The President's Daughter is a 1928 book by Nan Britton describing her six-year relationship with Warren G. Harding, the President of the United States from 1921–1923, during which they conceived a child in 1919. The book is considered the first popular best-selling kiss-and-tell American political autobiography published in the United States and caused a sensation when it was released. In 2015, DNA testing proved the book's central claim that Harding was the father of Britton's daughter Elizabeth Ann Blaesing.
It is believed that Britton's mentor in the project, Richard Wightman, head of the Bible Corporation of America (New York City), where Britton was employed as a secretary, had substantial input into the book. In his book, The Strange Deaths of President Harding, Indiana University professor of History Robert H. Ferrell states that there are similarities between phrases in The President's Daughter and Wightman’s other writings, leading Ferrell to conclude that Wightman had substantial, if not complete input into the content of the book. (Britton was also named in Patricia Wightman's divorce suit against Richard Wightman in 1928.)

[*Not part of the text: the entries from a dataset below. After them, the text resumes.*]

pub mod audit;
pub mod daemon;
pub mod discover;
pub mod key;
pub mod notify;
pub mod repo;
pub mod settings;
pub mod status;
pub mod sync;

use std::future::Future;
use std::path::PathBuf;

use anyhow::{Context, Result};
use colored::Colorize;

use gitdock_core::store;
use gitdock_daemon::SyncResult;

pub(crate) fn home() -> Result<PathBuf> {
    store::default_home().context("could not determine home directory")
}

/// Run one async operation to completion on a fresh runtime.
pub(crate) fn block_on<F: Future>(future: F) -> Result<F::Output> {
    let runtime = tokio::runtime::Builder::new_multi_thread()
        .enable_all()
        .build()
        .context("failed to start async runtime")?;
    Ok(runtime.block_on(future))
}

/// Human-readable rendering of one update, shared by `sync` and `notify`.
pub(crate) fn print_sync_result(result: &SyncResult) {
    let mark = if result.success() {
        "✓".green().to_string()
    } else {
        "✗".red().to_string()
    };
    let synthetic = if result.synthetic { " (synthetic)" } else { "" };
    println!("{mark} {}{synthetic}", result.repository.bold());
    if !result.pull_message.is_empty() {
        println!("  pull: {}", result.pull_message);
    }
    if let Some(backend) = result.backend {
        println!("  runtime: {backend}");
    }
    for line in &result.restart_messages {
        println!("  {line}");
    }
    for err in &result.errors {
        println!("  {} {err}", "error:".red());
    }
}
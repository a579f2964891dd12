//! # gitdock-daemon
//!
//! The update pipeline and the long-running service around it.
//!
//! [`SyncOrchestrator`] pulls a repository and restarts its dependent
//! containers. The daemon accepts notifications and manual requests over a
//! Unix socket and feeds them through a single job queue.

mod error;
pub mod intake;
pub mod log_rotation;
pub mod orchestrator;
pub mod paths;
pub mod protocol;
mod runtime;
pub mod status;

pub use error::DaemonError;
pub use intake::{IntakeError, UpdateNotification};
pub use orchestrator::{SyncOrchestrator, SyncResult, UpdatePhase};
pub use protocol::{
    request_discover, request_notify, request_status, request_stop, request_sync,
    request_sync_all, send_request, DaemonRequest, DaemonResponse,
};
pub use runtime::{run, run_with, start_blocking, SyncAllSummary, LOG_FORMAT_ENV};
pub use status::{status_at, StatusView};
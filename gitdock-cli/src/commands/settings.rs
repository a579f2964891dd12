//! `gitdock settings get|set|unset|list`

use anyhow::{bail, Context, Result};
use clap::Subcommand;

use gitdock_core::settings::{self, KNOWN_KEYS};

use super::home;

#[derive(Subcommand, Debug)]
pub enum SettingsCommand {
    Get { key: String },
    Set { key: String, value: String },
    Unset { key: String },
    /// Print every stored setting as `key = value`.
    List,
}

pub fn run(cmd: SettingsCommand) -> Result<()> {
    let home = home()?;
    match cmd {
        SettingsCommand::Get { key } => {
            match settings::get_setting_at(&home, &key).context("failed to load settings")? {
                Some(value) => println!("{value}"),
                None => println!("{key} is not set"),
            }
        }
        SettingsCommand::Set { key, value } => {
            if !KNOWN_KEYS.contains(&key.as_str()) {
                bail!("unknown setting '{key}'; known: {}", KNOWN_KEYS.join(", "));
            }
            settings::set_setting_at(&home, &key, &value).context("failed to save settings")?;
            println!("✓ {key} = {value}");
        }
        SettingsCommand::Unset { key } => {
            if settings::unset_setting_at(&home, &key).context("failed to save settings")? {
                println!("✓ {key} unset");
            } else {
                println!("{key} is not set");
            }
        }
        SettingsCommand::List => {
            let current = settings::load_settings_at(&home).context("failed to load settings")?;
            for (key, value) in current.iter() {
                println!("{key} = {value}");
            }
        }
    }
    Ok(())
}
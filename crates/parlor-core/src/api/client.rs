//! API client for the chat backend's auth endpoints.
//!
//! This module provides the `ApiClient` struct, the reqwest-backed
//! implementation of `AuthBackend`.

use std::time::Duration;

use async_trait::async_trait;
use reqwest::{header, Client};
use serde::{de::DeserializeOwned, Serialize};
use serde_json::Value;
use tracing::debug;

use crate::config::Config;
use crate::models::{Credentials, Registration, TokenResponse, UserProfile};

use super::{ApiError, AuthBackend};

// ============================================================================
// Constants
// ============================================================================

/// HTTP request timeout in seconds, used when no config is supplied.
const REQUEST_TIMEOUT_SECS: u64 = 30;

/// Route table for the auth endpoints, relative to `base_url`.
#[derive(Debug, Clone)]
pub struct Endpoints {
    pub base_url: String,
    pub register: String,
    pub login: String,
    pub me: String,
    pub logout: String,
    pub refresh: String,
}

impl Endpoints {
    pub fn new(base_url: impl Into<String>) -> Self {
        Self {
            base_url: base_url.into().trim_end_matches('/').to_string(),
            register: "/api/auth/register".to_string(),
            login: "/api/auth/login".to_string(),
            me: "/api/auth/me".to_string(),
            logout: "/api/auth/logout".to_string(),
            refresh: "/api/auth/refresh".to_string(),
        }
    }

    pub fn url(&self, path: &str) -> String {
        format!("{}{}", self.base_url, path)
    }
}

/// API client for the chat backend.
/// Clone is cheap - reqwest::Client uses Arc internally for connection pooling.
#[derive(Clone)]
pub struct ApiClient {
    client: Client,
    endpoints: Endpoints,
}

impl ApiClient {
    /// Create a new API client
    pub fn new(endpoints: Endpoints) -> Result<Self, ApiError> {
        Self::with_timeout(endpoints, Duration::from_secs(REQUEST_TIMEOUT_SECS))
    }

    pub fn with_timeout(endpoints: Endpoints, timeout: Duration) -> Result<Self, ApiError> {
        let client = Client::builder().timeout(timeout).build()?;
        Ok(Self { client, endpoints })
    }

    pub fn from_config(config: &Config) -> Result<Self, ApiError> {
        Self::with_timeout(
            Endpoints::new(config.api_url.clone()),
            Duration::from_secs(config.request_timeout_secs),
        )
    }

    /// Check if response is successful, returning an error with body if not.
    async fn check_response(response: reqwest::Response) -> Result<reqwest::Response, ApiError> {
        if response.status().is_success() {
            Ok(response)
        } else {
            let status = response.status();
            let body = response.text().await.unwrap_or_default();
            Err(ApiError::from_status(status, &body))
        }
    }

    async fn parse<T: DeserializeOwned>(response: reqwest::Response, url: &str) -> Result<T, ApiError> {
        let text = response.text().await?;
        serde_json::from_str(&text)
            .map_err(|e| ApiError::InvalidResponse(format!("{} from {}", e, url)))
    }

    async fn post<T: DeserializeOwned, B: Serialize + ?Sized>(
        &self,
        path: &str,
        body: &B,
    ) -> Result<T, ApiError> {
        let url = self.endpoints.url(path);
        debug!(url = %url, "POST");
        let response = self.client.post(&url).json(body).send().await?;
        let response = Self::check_response(response).await?;
        Self::parse(response, &url).await
    }

    async fn post_bearer(&self, path: &str, token: &str) -> Result<reqwest::Response, ApiError> {
        let url = self.endpoints.url(path);
        debug!(url = %url, "POST (bearer)");
        let response = self
            .client
            .post(&url)
            .bearer_auth(token)
            .header(header::ACCEPT, "application/json")
            .send()
            .await?;
        Self::check_response(response).await
    }
}

#[async_trait]
impl AuthBackend for ApiClient {
    async fn register(&self, form: &Registration) -> Result<Value, ApiError> {
        self.post(&self.endpoints.register, form).await
    }

    async fn login(&self, credentials: &Credentials) -> Result<TokenResponse, ApiError> {
        self.post(&self.endpoints.login, credentials).await
    }

    async fn me(&self, token: &str) -> Result<UserProfile, ApiError> {
        let url = self.endpoints.url(&self.endpoints.me);
        debug!(url = %url, "GET (bearer)");
        let response = self
            .client
            .get(&url)
            .bearer_auth(token)
            .header(header::ACCEPT, "application/json")
            .send()
            .await?;
        let response = Self::check_response(response).await?;
        let body: Value = Self::parse(response, &url).await?;
        UserProfile::try_from(body).map_err(ApiError::InvalidResponse)
    }

    async fn logout(&self, token: &str) -> Result<(), ApiError> {
        self.post_bearer(&self.endpoints.logout, token).await?;
        Ok(())
    }

    async fn refresh(&self, token: &str) -> Result<TokenResponse, ApiError> {
        let url = self.endpoints.url(&self.endpoints.refresh);
        let response = self.post_bearer(&self.endpoints.refresh, token).await?;
        Self::parse(response, &url).await
    }
}
//! Structural and expiry checks on bearer tokens.
//!
//! A token is three dot-separated base64url segments whose middle segment is
//! a JSON object with an `exp` claim in epoch seconds. Signatures are the
//! backend's business; the client only needs to know whether a token is
//! worth sending. Every function here is pure and never fails: anything it
//! cannot make sense of is simply not valid.

use base64::alphabet;
use base64::engine::general_purpose::{GeneralPurpose, GeneralPurposeConfig};
use base64::engine::DecodePaddingMode;
use base64::Engine;
use chrono::{DateTime, Duration, TimeZone, Utc};
use serde_json::Value;

/// base64url that accepts both padded and unpadded input.
const URL_SAFE_LENIENT: GeneralPurpose = GeneralPurpose::new(
    &alphabet::URL_SAFE,
    GeneralPurposeConfig::new()
        .with_encode_padding(false)
        .with_decode_padding_mode(DecodePaddingMode::Indifferent),
);

/// Decode the claims segment, or `None` if the token is malformed.
pub fn claims(token: &str) -> Option<serde_json::Map<String, Value>> {
    let parts: Vec<&str> = token.split('.').collect();
    let [header, payload, signature] = parts.as_slice() else {
        return None;
    };
    if header.is_empty() || payload.is_empty() || signature.is_empty() {
        return None;
    }

    let bytes = URL_SAFE_LENIENT.decode(payload).ok()?;
    match serde_json::from_slice(&bytes).ok()? {
        Value::Object(map) => Some(map),
        _ => None,
    }
}

/// Expiry claim in epoch seconds. Fractional values are accepted.
fn exp_seconds(token: &str) -> Option<f64> {
    claims(token)?.get("exp")?.as_f64()
}

/// When the token stops being valid.
pub fn expires_at(token: &str) -> Option<DateTime<Utc>> {
    let exp_ms = (exp_seconds(token)? * 1000.0) as i64;
    Utc.timestamp_millis_opt(exp_ms).single()
}

/// Whether `token` is well formed and unexpired at `now`.
pub fn is_valid_at<T: AsRef<str>>(token: Option<T>, now: DateTime<Utc>) -> bool {
    let Some(token) = token else {
        return false;
    };
    let token = token.as_ref();
    if token.is_empty() {
        return false;
    }
    match exp_seconds(token) {
        Some(exp) => (now.timestamp_millis() as f64) < exp * 1000.0,
        None => false,
    }
}

/// Whether `token` is present, well formed and unexpired right now.
///
/// `None`, the empty string and anything undecodable are all just invalid.
pub fn is_valid<T: AsRef<str>>(token: Option<T>) -> bool {
    is_valid_at(token, Utc::now())
}

/// Valid now, but expiring within `buffer`.
pub fn needs_refresh(token: &str, buffer: Duration) -> bool {
    let now = Utc::now();
    if !is_valid_at(Some(token), now) {
        return false;
    }
    expires_at(token).is_some_and(|exp| exp - now <= buffer)
}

Unable to find a publisher who was willing to publish and distribute the book, the book was published by the Elizabeth Ann Guild, an organization that Britton founded to take up the cause of children born out of wedlock. Prior to its release, the New York Society for the Suppression of Vice (the same organization once headed by ) arranged for the New York City Police to seize both the unbound printed sheets and the zinc printing plates; all materials were returned to the Elizabeth Ann Guild. Prior to publication, Congressman John Tillman (D-Arkansas) introduced a bill into the United States House of Representatives attempting to ban the sale of the book stating that the work was "a blast from Hell". Tillman also cited his belief that book was written by a man, not Britton. The measure failed.
While the contents of the book were never challenged in court by members of the Harding family, Britton's claimed relationship with Harding did become the subject of a lawsuit filed by Britton in 1928 against Charles Klunk, who had funded the printing of the book The Answer, in which Ms. Britton's claims were denounced. In court (Britton v. Klunk, 1931, Toledo, Ohio), Britton failed to produce evidence of the relationship that she attested to in the book, and the paternity of Elizabeth Ann by Harding was never established in a court of law.